* _WHAT YOU SHOULD DO_:
Would you transcribe the line containing "static STACK: StaticCell<Stack<'static>>" and every line after it, through the end of the records below, exactly and with nothing else?

### DATA EXTRACT

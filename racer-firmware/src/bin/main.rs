// Keine Standard-Bibliothek verwenden (Embedded System)
#![no_std]
// Kein normaler main() Einstiegspunkt (wird von esp_rtos bereitgestellt)
#![no_main]
// Verbiete mem::forget - gefährlich bei ESP HAL Types mit DMA-Buffern
#![deny(
    clippy::mem_forget,
    reason = "mem::forget is generally not safe to do with esp_hal types, especially those \
    holding buffers for the duration of a data transfer."
)]
// Verbiete große Stack-Frames (Stack ist auf Embedded Systemen begrenzt)
#![deny(clippy::large_stack_frames)]

// Heap Allocator (WiFi benötigt dynamischen Speicher)
extern crate alloc;

use core::cell::Cell;

use defmt::info;
use embassy_executor::Spawner;
use embassy_net::{Config as NetConfig, Stack, StackResources};
use embassy_sync::blocking_mutex::Mutex as BlockingMutex;
use embassy_time::{Duration, Timer};
use esp_hal::clock::CpuClock;
use esp_hal::gpio::Pin;
use esp_hal::rng::Rng;
use esp_hal::timer::timg::TimerGroup;
use static_cell::StaticCell;

// Backtrace bei Panic und println!() Support
use {esp_backtrace as _, esp_println as _};

use racer_core::led::RUN_FLASH_PERIOD_MS;
use racer_core::{GameEffect, LedState};
use racer_firmware::config::{EXTRA_HEAP_SIZE, HTTP_TASK_POOL_SIZE, WIFI_HEAP_SIZE};
use racer_firmware::hal::motor_pwm::MotorPins;
use racer_firmware::hal::{BatteryAdc, ColorSensor, LedcMotorPwm};
use racer_firmware::tasks::{
    battery_task, connection_task, controller_task, dhcp_task, game_task, http_server_task,
    led_task, motor_task, mqtt_task, net_task, sensor_task, trigger_task,
};
use racer_firmware::{
    ActiveEffect, ColorChannel, CommandSignal, MotorQueue, MotorQueues, SharedLedState,
    TelemetryChannel, TriggerChannel,
};

// ESP-IDF App Descriptor - erforderlich für den Bootloader!
// Ohne diesen schlägt das Flashen mit "ESP-IDF App Descriptor missing" fehl
esp_bootloader_esp_idf::esp_app_desc!();

// ============================================================================
// Statische Sync-Primitive (von allen Tasks erreichbar)
// ============================================================================

static MOTOR_QUEUES: MotorQueues = [MotorQueue::new(), MotorQueue::new()];
static COMMANDS: CommandSignal = CommandSignal::new();
static TRIGGERS: TriggerChannel = TriggerChannel::new();
static COLORS: ColorChannel = ColorChannel::new();
static TELEMETRY: TelemetryChannel = TelemetryChannel::new();
static ACTIVE_EFFECT: ActiveEffect = BlockingMutex::new(Cell::new(GameEffect::Off));
static LED_STATE: StaticCell<SharedLedState> = StaticCell::new();

/// Main Entry Point
///
/// Initialisiert Hardware, WiFi und spawnt alle Tasks.
/// Danach schläft main() - alle Arbeit läuft in Tasks.
#[esp_rtos::main]
async fn main(spawner: Spawner) -> ! {
    let config = esp_hal::Config::default().with_cpu_clock(CpuClock::max());
    let peripherals = esp_hal::init(config);

    esp_alloc::heap_allocator!(
        #[esp_hal::ram(reclaimed)]
        size: WIFI_HEAP_SIZE
    );
    esp_alloc::heap_allocator!(size: EXTRA_HEAP_SIZE);

    let timg0 = TimerGroup::new(peripherals.TIMG0);
    let sw_interrupt =
        esp_hal::interrupt::software::SoftwareInterruptControl::new(peripherals.SW_INTERRUPT);
    esp_rtos::start(timg0.timer0, sw_interrupt.software_interrupt0);

    info!("Racer: Booting");

    // ------------------------------------------------------------------------
    // Fahrzeug: LED, Motoren, Sensor, Akku
    // ------------------------------------------------------------------------

    // Blinktakt im Fahrbetrieb
    let mut initial_leds = LedState::new();
    initial_leds.set_flash_period(RUN_FLASH_PERIOD_MS);
    let led_state = &*LED_STATE.init(SharedLedState::new(initial_leds));

    let motor_bridges = LedcMotorPwm::split(
        peripherals.LEDC,
        MotorPins {
            a_forward: peripherals.GPIO13.degrade(),
            a_backward: peripherals.GPIO14.degrade(),
            b_forward: peripherals.GPIO4.degrade(),
            b_backward: peripherals.GPIO5.degrade(),
        },
    )
    .expect("Failed to configure motor PWM");

    let color_sensor = ColorSensor::new(peripherals.I2C0, peripherals.GPIO0, peripherals.GPIO1)
        .expect("Failed to configure I2C for color sensor");

    let battery_adc = BatteryAdc::new(peripherals.ADC1, peripherals.GPIO2);

    spawner
        .spawn(led_task(peripherals.GPIO8, peripherals.RMT, led_state))
        .unwrap();
    // Ein Task pro Motor, jeder nur mit seiner eigenen Queue
    for bridge in motor_bridges {
        let queue = &MOTOR_QUEUES[bridge.motor().as_usize()];
        spawner.spawn(motor_task(bridge, queue)).unwrap();
    }
    spawner
        .spawn(controller_task(&COMMANDS, &ACTIVE_EFFECT, &MOTOR_QUEUES))
        .unwrap();
    spawner
        .spawn(game_task(
            COLORS.receiver(),
            &ACTIVE_EFFECT,
            led_state,
            TELEMETRY.publisher().unwrap(),
        ))
        .unwrap();
    spawner
        .spawn(trigger_task(peripherals.GPIO10, TRIGGERS.sender()))
        .unwrap();
    spawner
        .spawn(sensor_task(
            color_sensor,
            TRIGGERS.receiver(),
            COLORS.sender(),
            TELEMETRY.publisher().unwrap(),
        ))
        .unwrap();
    spawner
        .spawn(battery_task(
            battery_adc,
            led_state,
            TELEMETRY.publisher().unwrap(),
        ))
        .unwrap();

    // ------------------------------------------------------------------------
    // Netzwerk: WiFi, MQTT, HTTP
    // ------------------------------------------------------------------------

    static RADIO_INIT: StaticCell<esp_radio::Controller> = StaticCell::new();
    let radio_init =
        RADIO_INIT.init(esp_radio::init().expect("Failed to initialize Wi-Fi/BLE controller"));

    let (wifi_controller, wifi_interface) =
        esp_radio::wifi::new(radio_init, peripherals.WIFI, Default::default())
            .expect("Failed to initialize Wi-Fi");

    let rng = Rng::new();
    let seed = (rng.random() as u64) << 32 | rng.random() as u64;

    // MQTT (1) + HTTP-Listener + WebSocket-Clients
    static RESOURCES: StaticCell<StackResources<8>> = StaticCell::new();
    let resources = RESOURCES.init(StackResources::new());

    let (stack, runner) = embassy_net::new(
        wifi_interface.sta,
        NetConfig::dhcpv4(Default::default()),
        resources,
        seed,
    );

    static STACK: StaticCell<Stack<'static>> = StaticCell::new();
    let stack = &*STACK.init(stack);

    spawner.spawn(connection_task(wifi_controller)).unwrap();
    spawner.spawn(net_task(runner)).unwrap();
    spawner.spawn(dhcp_task(stack)).unwrap();

    spawner
        .spawn(mqtt_task(stack, TELEMETRY.subscriber().unwrap()))
        .unwrap();

    for task_id in 0..HTTP_TASK_POOL_SIZE {
        spawner
            .spawn(http_server_task(
                task_id,
                stack,
                &TELEMETRY,
                &COMMANDS,
                &MOTOR_QUEUES,
                led_state,
            ))
            .unwrap();
    }

    info!("Racer: All tasks running");

    loop {
        Timer::after(Duration::from_secs(3600)).await;
    }
}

######

* _COMPLETED EXERCISE_:
    static STACK: StaticCell<Stack<'static>> = StaticCell::new();
    let stack = &*STACK.init(stack);

    spawner.spawn(connection_task(wifi_controller)).unwrap();
    spawner.spawn(net_task(runner)).unwrap();
    spawner.spawn(dhcp_task(stack)).unwrap();

    spawner
        .spawn(mqtt_task(stack, TELEMETRY.subscriber().unwrap()))
        .unwrap();

    for task_id in 0..HTTP_TASK_POOL_SIZE {
        spawner
            .spawn(http_server_task(
                task_id,
                stack,
                &TELEMETRY,
                &COMMANDS,
                &MOTOR_QUEUES,
                led_state,
            ))
            .unwrap();
    }

    info!("Racer: All tasks running");

    loop {
        Timer::after(Duration::from_secs(3600)).await;
    }
}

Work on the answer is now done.